◆ PROBLEM STATEMENT
Return all the lines below, exactly as they read.

◆ PROVIDED DATA

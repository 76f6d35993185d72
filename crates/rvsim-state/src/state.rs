//! Architectural state of one hart.

use crate::memory::{DATA_MEMORY_SIZE, Memory, MemoryError};
use crate::registers::RegisterFile;

/// Complete machine state: registers, program counter, and both memories.
///
/// Instruction memory is sized to the program image and never written by
/// execution. Data memory has a fixed capacity with the data image at offset 0.
#[derive(Clone, Debug)]
pub struct CpuState {
    /// General-purpose registers.
    pub regs: RegisterFile,
    /// Program counter (byte address into instruction memory).
    pub pc: u32,
    /// Instructions retired.
    pub instret: u64,
    imem: Memory,
    /// Data memory.
    pub dmem: Memory,
}

impl CpuState {
    /// Build state from a program image and a data image using the default
    /// 4 MiB data memory.
    ///
    /// # Errors
    ///
    /// Returns [`MemoryError::ImageTooLarge`] if the data image exceeds 4 MiB.
    pub fn new(program: Vec<u8>, data: &[u8]) -> Result<Self, MemoryError> {
        Self::with_data_capacity(program, data, DATA_MEMORY_SIZE)
    }

    /// Like [`CpuState::new`] with an explicit data memory capacity.
    ///
    /// # Errors
    ///
    /// Returns [`MemoryError::ImageTooLarge`] if the data image exceeds `capacity`.
    pub fn with_data_capacity(
        program: Vec<u8>,
        data: &[u8],
        capacity: usize,
    ) -> Result<Self, MemoryError> {
        Ok(Self {
            regs: RegisterFile::new(),
            pc: 0,
            instret: 0,
            imem: Memory::from_image(program),
            dmem: Memory::with_image(capacity, data)?,
        })
    }

    /// Instruction memory (read-only).
    #[must_use]
    pub const fn imem(&self) -> &Memory {
        &self.imem
    }
}
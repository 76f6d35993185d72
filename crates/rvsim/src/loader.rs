//! Image loading.

use std::fs;
use std::path::Path;

use rvsim_isa::INSTR_SIZE;
use rvsim_state::MemoryError;
use tracing::{info, warn};

use crate::error::{Result, SimError};

fn read(path: &Path) -> Result<Vec<u8>> {
    fs::read(path).map_err(|source| SimError::Load {
        path: path.to_path_buf(),
        source,
    })
}

/// Read an instruction image. The bytes become instruction memory verbatim.
///
/// # Errors
///
/// Returns [`SimError::Load`] if the file cannot be read.
pub fn load_program(path: impl AsRef<Path>) -> Result<Vec<u8>> {
    let path = path.as_ref();
    let image = read(path)?;
    info!(path = %path.display(), size = image.len(), "loaded instruction image");
    if image.len() % INSTR_SIZE as usize != 0 {
        warn!(
            size = image.len(),
            "instruction image is not a whole number of words; trailing bytes are unreachable"
        );
    }
    Ok(image)
}

/// Read a data image destined for a data memory of `capacity` bytes.
///
/// # Errors
///
/// Returns [`SimError::Load`] if the file cannot be read, or
/// [`SimError::Memory`] if the image does not fit.
pub fn load_data(path: impl AsRef<Path>, capacity: usize) -> Result<Vec<u8>> {
    let path = path.as_ref();
    let image = read(path)?;
    info!(path = %path.display(), size = image.len(), "loaded data image");
    if image.len() > capacity {
        return Err(MemoryError::ImageTooLarge {
            len: image.len(),
            capacity,
        }
        .into());
    }
    Ok(image)
}
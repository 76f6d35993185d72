//! General-purpose register file.

/// Number of general-purpose registers.
pub const NUM_REGS: usize = 32;

/// The 32 integer registers. `x0` reads as zero and ignores writes.
#[derive(Clone, Debug, Default, PartialEq, Eq)]
pub struct RegisterFile {
    regs: [u32; NUM_REGS],
}

impl RegisterFile {
    #[must_use]
    pub const fn new() -> Self {
        Self {
            regs: [0; NUM_REGS],
        }
    }

    /// Read register `index` (masked to 0..=31).
    #[inline]
    #[must_use]
    pub const fn read(&self, index: u8) -> u32 {
        self.regs[(index & 0x1F) as usize]
    }

    /// Write register `index` (masked to 0..=31). Writes to `x0` are discarded.
    #[inline]
    pub const fn write(&mut self, index: u8, value: u32) {
        let index = (index & 0x1F) as usize;
        if index != 0 {
            self.regs[index] = value;
        }
    }

    /// Force `x0` back to zero.
    #[inline]
    pub const fn clear_zero(&mut self) {
        self.regs[0] = 0;
    }

    /// Snapshot of all registers, index-ordered.
    #[must_use]
    pub const fn to_array(&self) -> [u32; NUM_REGS] {
        self.regs
    }

    /// `(index, value)` pairs in register order.
    pub fn iter(&self) -> impl Iterator<Item = (usize, u32)> + '_ {
        self.regs.iter().copied().enumerate()
    }
}

impl From<[u32; NUM_REGS]> for RegisterFile {
    fn from(mut regs: [u32; NUM_REGS]) -> Self {
        regs[0] = 0;
        Self { regs }
    }
}
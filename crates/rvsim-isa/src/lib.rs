//! RV32I instruction set definitions and decoder.
//!
//! This crate provides bit-field extraction, a reference encoder, decoding
//! into a tagged [`DecodedInstr`], and disassembly for the RV32I base ISA.
//! It has no knowledge of machine state; execution lives in `rvsim`.

pub mod asm;
mod decode;
mod disasm;
mod encode;
mod op;
mod types;

pub use decode::{DecodeError, DecodedInstr, InstrArgs, decode, decode_bytes};
pub use encode::*;
pub use op::{Op, OpClass};
pub use types::*;
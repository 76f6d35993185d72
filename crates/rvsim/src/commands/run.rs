//! Run command.

use std::path::Path;

use rvsim::{RunReport, SimConfig, Simulator};
use tracing::error;

use crate::cli::{EXIT_FAILURE, EXIT_SUCCESS, OutputFormat};

/// Handle the `run` command.
pub fn cmd_run(program: &Path, data: &Path, format: OutputFormat, config: &SimConfig) -> i32 {
    let mut sim = match Simulator::load(program, data, config.clone()) {
        Ok(sim) => sim,
        Err(e) => {
            error!(error = %e, "failed to load images");
            return EXIT_FAILURE;
        }
    };

    match sim.run() {
        Ok(report) => {
            print_report(format, &report);
            EXIT_SUCCESS
        }
        Err(e) => {
            let state = sim.hart().state();
            error!(
                error = %e,
                pc = format!("{:#010x}", state.pc),
                instret = state.instret,
                "execution failed"
            );
            EXIT_FAILURE
        }
    }
}

fn print_report(format: OutputFormat, report: &RunReport) {
    match format {
        OutputFormat::Text => print!("{}", report.to_text()),
        OutputFormat::Raw => print!("{}", report.to_raw()),
        OutputFormat::Json => println!("{}", report.to_json()),
    }
}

◆ EXERCISE OUTPUT
repository 76f6d35993185d72
filename crates/rvsim-state/src/state.rs
//! Architectural state of one hart.

use crate::memory::{DATA_MEMORY_SIZE, Memory, MemoryError};
use crate::registers::RegisterFile;

/// Complete machine state: registers, program counter, and both memories.
///
/// Instruction memory is sized to the program image and never written by
/// execution. Data memory has a fixed capacity with the data image at offset 0.
#[derive(Clone, Debug)]
pub struct CpuState {
    /// General-purpose registers.
    pub regs: RegisterFile,
    /// Program counter (byte address into instruction memory).
    pub pc: u32,
    /// Instructions retired.
    pub instret: u64,
    imem: Memory,
    /// Data memory.
    pub dmem: Memory,
}

impl CpuState {
    /// Build state from a program image and a data image using the default
    /// 4 MiB data memory.
    ///
    /// # Errors
    ///
    /// Returns [`MemoryError::ImageTooLarge`] if the data image exceeds 4 MiB.
    pub fn new(program: Vec<u8>, data: &[u8]) -> Result<Self, MemoryError> {
        Self::with_data_capacity(program, data, DATA_MEMORY_SIZE)
    }

    /// Like [`CpuState::new`] with an explicit data memory capacity.
    ///
    /// # Errors
    ///
    /// Returns [`MemoryError::ImageTooLarge`] if the data image exceeds `capacity`.
    pub fn with_data_capacity(
        program: Vec<u8>,
        data: &[u8],
        capacity: usize,
    ) -> Result<Self, MemoryError> {
        Ok(Self {
            regs: RegisterFile::new(),
            pc: 0,
            instret: 0,
            imem: Memory::from_image(program),
            dmem: Memory::with_image(capacity, data)?,
        })
    }

    /// Instruction memory (read-only).
    #[must_use]
    pub const fn imem(&self) -> &Memory {
        &self.imem
    }
}
repository 76f6d35993185d72
filename crates/rvsim/src/loader.rs
//! Image loading.

use std::fs;
use std::path::Path;

use rvsim_isa::INSTR_SIZE;
use rvsim_state::MemoryError;
use tracing::{info, warn};

use crate::error::{Result, SimError};

fn read(path: &Path) -> Result<Vec<u8>> {
    fs::read(path).map_err(|source| SimError::Load {
        path: path.to_path_buf(),
        source,
    })
}

/// Read an instruction image. The bytes become instruction memory verbatim.
///
/// # Errors
///
/// Returns [`SimError::Load`] if the file cannot be read.
pub fn load_program(path: impl AsRef<Path>) -> Result<Vec<u8>> {
    let path = path.as_ref();
    let image = read(path)?;
    info!(path = %path.display(), size = image.len(), "loaded instruction image");
    if image.len() % INSTR_SIZE as usize != 0 {
        warn!(
            size = image.len(),
            "instruction image is not a whole number of words; trailing bytes are unreachable"
        );
    }
    Ok(image)
}

/// Read a data image destined for a data memory of `capacity` bytes.
///
/// # Errors
///
/// Returns [`SimError::Load`] if the file cannot be read, or
/// [`SimError::Memory`] if the image does not fit.
pub fn load_data(path: impl AsRef<Path>, capacity: usize) -> Result<Vec<u8>> {
    let path = path.as_ref();
    let image = read(path)?;
    info!(path = %path.display(), size = image.len(), "loaded data image");
    if image.len() > capacity {
        return Err(MemoryError::ImageTooLarge {
            len: image.len(),
            capacity,
        }
        .into());
    }
    Ok(image)
}
repository 76f6d35993185d72
//! General-purpose register file.

/// Number of general-purpose registers.
pub const NUM_REGS: usize = 32;

/// The 32 integer registers. `x0` reads as zero and ignores writes.
#[derive(Clone, Debug, Default, PartialEq, Eq)]
pub struct RegisterFile {
    regs: [u32; NUM_REGS],
}

impl RegisterFile {
    #[must_use]
    pub const fn new() -> Self {
        Self {
            regs: [0; NUM_REGS],
        }
    }

    /// Read register `index` (masked to 0..=31).
    #[inline]
    #[must_use]
    pub const fn read(&self, index: u8) -> u32 {
        self.regs[(index & 0x1F) as usize]
    }

    /// Write register `index` (masked to 0..=31). Writes to `x0` are discarded.
    #[inline]
    pub const fn write(&mut self, index: u8, value: u32) {
        let index = (index & 0x1F) as usize;
        if index != 0 {
            self.regs[index] = value;
        }
    }

    /// Force `x0` back to zero.
    #[inline]
    pub const fn clear_zero(&mut self) {
        self.regs[0] = 0;
    }

    /// Snapshot of all registers, index-ordered.
    #[must_use]
    pub const fn to_array(&self) -> [u32; NUM_REGS] {
        self.regs
    }

    /// `(index, value)` pairs in register order.
    pub fn iter(&self) -> impl Iterator<Item = (usize, u32)> + '_ {
        self.regs.iter().copied().enumerate()
    }
}

impl From<[u32; NUM_REGS]> for RegisterFile {
    fn from(mut regs: [u32; NUM_REGS]) -> Self {
        regs[0] = 0;
        Self { regs }
    }
}
filename crates/rvsim-isa/src/lib.rs
//! RV32I instruction set definitions and decoder.
//!
//! This crate provides bit-field extraction, a reference encoder, decoding
//! into a tagged [`DecodedInstr`], and disassembly for the RV32I base ISA.
//! It has no knowledge of machine state; execution lives in `rvsim`.

pub mod asm;
mod decode;
mod disasm;
mod encode;
mod op;
mod types;

pub use decode::{DecodeError, DecodedInstr, InstrArgs, decode, decode_bytes};
pub use encode::*;
pub use op::{Op, OpClass};
pub use types::*;
repository 76f6d35993185d72
filename crates/rvsim/src/commands/run.rs
//! Run command.

use std::path::Path;

use rvsim::{RunReport, SimConfig, Simulator};
use tracing::error;

use crate::cli::{EXIT_FAILURE, EXIT_SUCCESS, OutputFormat};

/// Handle the `run` command.
pub fn cmd_run(program: &Path, data: &Path, format: OutputFormat, config: &SimConfig) -> i32 {
    let mut sim = match Simulator::load(program, data, config.clone()) {
        Ok(sim) => sim,
        Err(e) => {
            error!(error = %e, "failed to load images");
            return EXIT_FAILURE;
        }
    };

    match sim.run() {
        Ok(report) => {
            print_report(format, &report);
            EXIT_SUCCESS
        }
        Err(e) => {
            let state = sim.hart().state();
            error!(
                error = %e,
                pc = format!("{:#010x}", state.pc),
                instret = state.instret,
                "execution failed"
            );
            EXIT_FAILURE
        }
    }
}

fn print_report(format: OutputFormat, report: &RunReport) {
    match format {
        OutputFormat::Text => print!("{}", report.to_text()),
        OutputFormat::Raw => print!("{}", report.to_raw()),
        OutputFormat::Json => println!("{}", report.to_json()),
    }
}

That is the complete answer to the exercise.